Entendemos que el motivo de impugnación ha de correr idéntica suerte desestimatoria, toda vez que, como dice la STS de 8 de octubre de 2019, ya citada, al no enmarcarse la las operaciones de control de la condicionalidad, a los efectos del artículo 44.2 de la Ley 30/1992, como un procedimiento incoado de oficio y en el que se ejercite una potestad de intervención, no cabe aplicar a sus dilaciones el instituto de la caducidad, de modo que tampoco se pudo consumar la prescripción; el motivo de impugnación por tanto ha de decaer.

CUARTO.-Por último, el recurrente señala que la Administración no considera como gastos subvencionables los derivados de la finalización o extinción de las relaciones laborales vinculadas a la ejecución del programa subvencionado. El actor no aporta una argumentación autónoma a favor del carácter subvencionable de estos gastos, sino que se limita a decir que la Administración ha aceptado tal carácter en un 'manual de justificación económica' que, aunque referido a otro programa, supone un acto propio de la Administración que genera una confianza legítima que no puede ser defraudada actuando de manera distinta en el caso del presente programa. Así, dice dicho manual que ' En el caso de contratos temporales vinculados exclusivamente a la acción formativa objeto de subvención serán subvencionables los gastos derivados de la finalización del contrato. Los gastos de finalización del contrato no serán subvencionables en ningún caso si el contrato no está vinculado única y exclusivamente a la acción formativa objeto de subvención'.

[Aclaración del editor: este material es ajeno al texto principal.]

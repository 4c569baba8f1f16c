//! Invite verifier
//!
//! Read-only check of a presented `(join_code, invite_token)` pair.

use std::sync::Arc;

use chrono::{DateTime, Utc};

use crate::database::GroupStore;
use crate::models::{InviteCredentials, VerifiedGroup};
use crate::utils::errors::{Result, TrackerError};
use crate::utils::logging::log_invite_event;

#[derive(Clone)]
pub struct InviteVerifier {
    store: Arc<dyn GroupStore>,
}

impl InviteVerifier {
    pub fn new(store: Arc<dyn GroupStore>) -> Self {
        Self { store }
    }

    pub async fn verify(&self, join_code: &str, invite_token: &str) -> Result<VerifiedGroup> {
        self.verify_at(join_code, invite_token, Utc::now()).await
    }

    /// Wrong code and rotated token are indistinguishable: both are
    /// `InvalidCredential`. A matching pair past its expiry is `Expired`.
    pub async fn verify_at(
        &self,
        join_code: &str,
        invite_token: &str,
        now: DateTime<Utc>,
    ) -> Result<VerifiedGroup> {
        let credentials = match InviteCredentials::new(join_code, invite_token) {
            Ok(credentials) => credentials,
            Err(e) => {
                log_invite_event(join_code, "malformed", None);
                return Err(e);
            }
        };

        self.verify_credentials_at(&credentials, now).await
    }

    pub async fn verify_credentials_at(
        &self,
        credentials: &InviteCredentials,
        now: DateTime<Utc>,
    ) -> Result<VerifiedGroup> {
        let group = match self
            .store
            .find_group_by_credentials(&credentials.join_code, &credentials.invite_token)
            .await?
        {
            Some(group) => group,
            None => {
                log_invite_event(&credentials.join_code, "invalid", None);
                return Err(TrackerError::InvalidCredential);
            }
        };

        if group.is_invite_expired_at(now) {
            log_invite_event(&credentials.join_code, "expired", Some(group.id));
            return Err(TrackerError::Expired {
                expired_at: group.invite_token_expires_at,
            });
        }

        log_invite_event(&credentials.join_code, "verified", Some(group.id));
        Ok(VerifiedGroup::from(&group))
    }
}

El alegato no puede admitirse por la sencilla razón de que la Administración dio una concreta respuesta al mismo al resolver en vía administrativa, y el actor se abstiene del mínimo comentario a tal respuesta, que por tanto no podemos más que dar por buena.

Así, la Administración señaló -y reitera al contestar a la demanda, sin que tampoco conteste nada el actor al respecto en conclusiones- que el mencionado 'manual' no se refiere a las indemnizaciones abonadas al personal formador -hay que entender, ante el total silencio del actor, que en efecto a estas indemnizaciones se venía refiriendo éste- , sino a las acciones formativas con compromiso de contratación de un porcentaje de alumnos que hayan finalizado la acción formativa, como se deduce, dice la Administración, de otro párrafo del mencionado manual, en el que se establece expresamente que ' En ningún caso se subvencionarán las indemnizaciones por... despidos o ceses'.

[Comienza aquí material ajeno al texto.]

//! Authentication service implementation
//!
//! Turns the identity supplied by the authentication provider into a
//! registered user id, and checks group membership for member-only operations.

use std::sync::Arc;

use tracing::{debug, warn};
use uuid::Uuid;

use crate::database::GroupStore;
use crate::models::Membership;
use crate::utils::errors::{Result, TrackerError};

/// Identity attached to a request by the authentication provider
#[derive(Debug, Clone, Copy, Default, PartialEq, Eq)]
pub struct AuthContext {
    pub user_id: Option<Uuid>,
}

impl AuthContext {
    pub fn anonymous() -> Self {
        Self { user_id: None }
    }

    pub fn authenticated(user_id: Uuid) -> Self {
        Self { user_id: Some(user_id) }
    }

    /// The caller's user id, or `NotAuthenticated`
    pub fn require_user(&self) -> Result<Uuid> {
        self.user_id.ok_or(TrackerError::NotAuthenticated)
    }
}

/// Authentication service for identity and membership checks
#[derive(Clone)]
pub struct AuthService {
    store: Arc<dyn GroupStore>,
}

impl AuthService {
    /// Create a new AuthService instance
    pub fn new(store: Arc<dyn GroupStore>) -> Self {
        Self { store }
    }

    /// Require an authenticated caller with a profile row
    pub async fn require_registered_user(&self, auth: &AuthContext) -> Result<Uuid> {
        let user_id = auth.require_user()?;

        if !self.store.user_exists(user_id).await? {
            warn!(user_id = %user_id, "Authenticated user has no profile");
            return Err(TrackerError::UserNotFound { user_id });
        }

        debug!(user_id = %user_id, "User authenticated");
        Ok(user_id)
    }

    /// Require that `user_id` belongs to `group_id`
    pub async fn require_membership(&self, group_id: Uuid, user_id: Uuid) -> Result<Membership> {
        if self.store.find_group(group_id).await?.is_none() {
            return Err(TrackerError::GroupNotFound { group_id });
        }

        self.store
            .find_membership(group_id, user_id)
            .await?
            .ok_or(TrackerError::MembershipNotFound { group_id, user_id })
    }
}

#[cfg(test)]
mod tests {
    use super::*;
    use crate::database::MemoryStore;
    use crate::models::CreateUserRequest;
    use assert_matches::assert_matches;

    #[test]
    fn test_anonymous_context_is_rejected() {
        assert_matches!(AuthContext::anonymous().require_user(), Err(TrackerError::NotAuthenticated));
        let user_id = Uuid::new_v4();
        assert_eq!(AuthContext::authenticated(user_id).require_user().unwrap(), user_id);
    }

    #[tokio::test]
    async fn test_unregistered_user_is_rejected() {
        let store = Arc::new(MemoryStore::new());
        let registered = store
            .create_user(CreateUserRequest { id: Uuid::new_v4(), ..Default::default() })
            .await;
        let auth = AuthService::new(store);

        assert_eq!(
            auth.require_registered_user(&AuthContext::authenticated(registered.id))
                .await
                .unwrap(),
            registered.id
        );
        assert_matches!(
            auth.require_registered_user(&AuthContext::authenticated(Uuid::new_v4())).await,
            Err(TrackerError::UserNotFound { .. })
        );
    }

    #[tokio::test]
    async fn test_membership_of_missing_group() {
        let auth = AuthService::new(Arc::new(MemoryStore::new()));
        assert_matches!(
            auth.require_membership(Uuid::new_v4(), Uuid::new_v4()).await,
            Err(TrackerError::GroupNotFound { .. })
        );
    }
}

QUINTO.- De acuerdo con el art 139 de la Ley de la Jurisdicción Contencioso-administrativa, en la vigente redacción (aplicable al caso por obra de la disposición transitoria única de la Ley 37/2011), procedería imponer las costas, por vencimiento, a la parte demandante; si bien, habida cuenta de las dudas de derecho que la cuestión controvertida ha suscitado a la Sala, hasta el punto de cambiar su criterio a la vista de la STS de 8 de octubre de 2019, entendemos que está justificada su no imposición a ninguna de las partes intervinientes.

Vistos los artículos citados, sus concordantes y demás de general y pertinente aplicación,

Fallo

1.-Desestimamos el recurso contencioso-administrativo.

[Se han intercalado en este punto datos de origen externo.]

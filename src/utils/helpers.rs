//! Helper functions and utilities
//!
//! Credential generation and normalization shared by the invite services.

use chrono::{DateTime, Duration, Utc};
use rand::Rng;
use regex::Regex;
use std::sync::OnceLock;
use uuid::Uuid;

/// Length of a group join code
pub const JOIN_CODE_LENGTH: usize = 6;

/// Longest accepted group display name, in characters
pub const MAX_GROUP_NAME_LENGTH: usize = 100;

const JOIN_CODE_CHARSET: &[u8] = b"0123456789ABCDEFGHIJKLMNOPQRSTUVWXYZ";

/// Generate a human-typeable join code
pub fn generate_join_code() -> String {
    let mut rng = rand::thread_rng();

    (0..JOIN_CODE_LENGTH)
        .map(|_| {
            let idx = rng.gen_range(0..JOIN_CODE_CHARSET.len());
            JOIN_CODE_CHARSET[idx] as char
        })
        .collect()
}

/// Generate a new opaque invite token
pub fn generate_invite_token() -> String {
    Uuid::new_v4().to_string()
}

/// Join codes are compared case-insensitively and stored upper-cased
pub fn normalize_join_code(join_code: &str) -> String {
    join_code.trim().to_uppercase()
}

/// Check that a normalized join code has the shape produced by [`generate_join_code`]
pub fn is_valid_join_code(join_code: &str) -> bool {
    static PATTERN: OnceLock<Regex> = OnceLock::new();
    PATTERN
        .get_or_init(|| Regex::new(r"^[0-9A-Z]{6}$").expect("join code pattern is valid"))
        .is_match(join_code)
}

/// Compute the expiry instant for a token issued at `issued_at`
pub fn invite_expiry(issued_at: DateTime<Utc>, ttl_seconds: u64) -> DateTime<Utc> {
    i64::try_from(ttl_seconds)
        .ok()
        .and_then(Duration::try_seconds)
        .and_then(|ttl| issued_at.checked_add_signed(ttl))
        .unwrap_or(DateTime::<Utc>::MAX_UTC)
}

2.-No ha lugar a efectuar pronunciamiento de condena en costas.

Notifíquese, con indicación de que contra la presente sentencia cabe recurso de casación para ante la Sala 3ª del Tribunal Supremo, que habrá de prepararse por medio de escrito presentado ante esta Sala en el plazo de treinta días, contados desde el siguiente al de su notificación. No obstante, si la notificación se realiza durante la vigencia de la suspensión de plazos procesales establecida en el Real Decreto 463/2020, de 14 de marzo, de declaración del estado de alarma, y sucesivas prórrogas, el plazo comenzará a contar desde el día siguiente a aquél en que quede levantada dicha suspensión de plazos.

Así, por esta nuestra Sentencia, lo pronunciamos, mandamos y firmamos.

PUBLICACIÓN.-Leída y publicada ha sido la anterior Sentencia por el Ilmo. Sr. Magistrado D. Jaime LozanoIbáñez, estando celebrando audiencia en el día de su fecha la Sala de lo Contencioso Administrativo que la firma, y de lo que como Secretario, certifico en Albacete, a veintidós de mayo de dos mil veinte.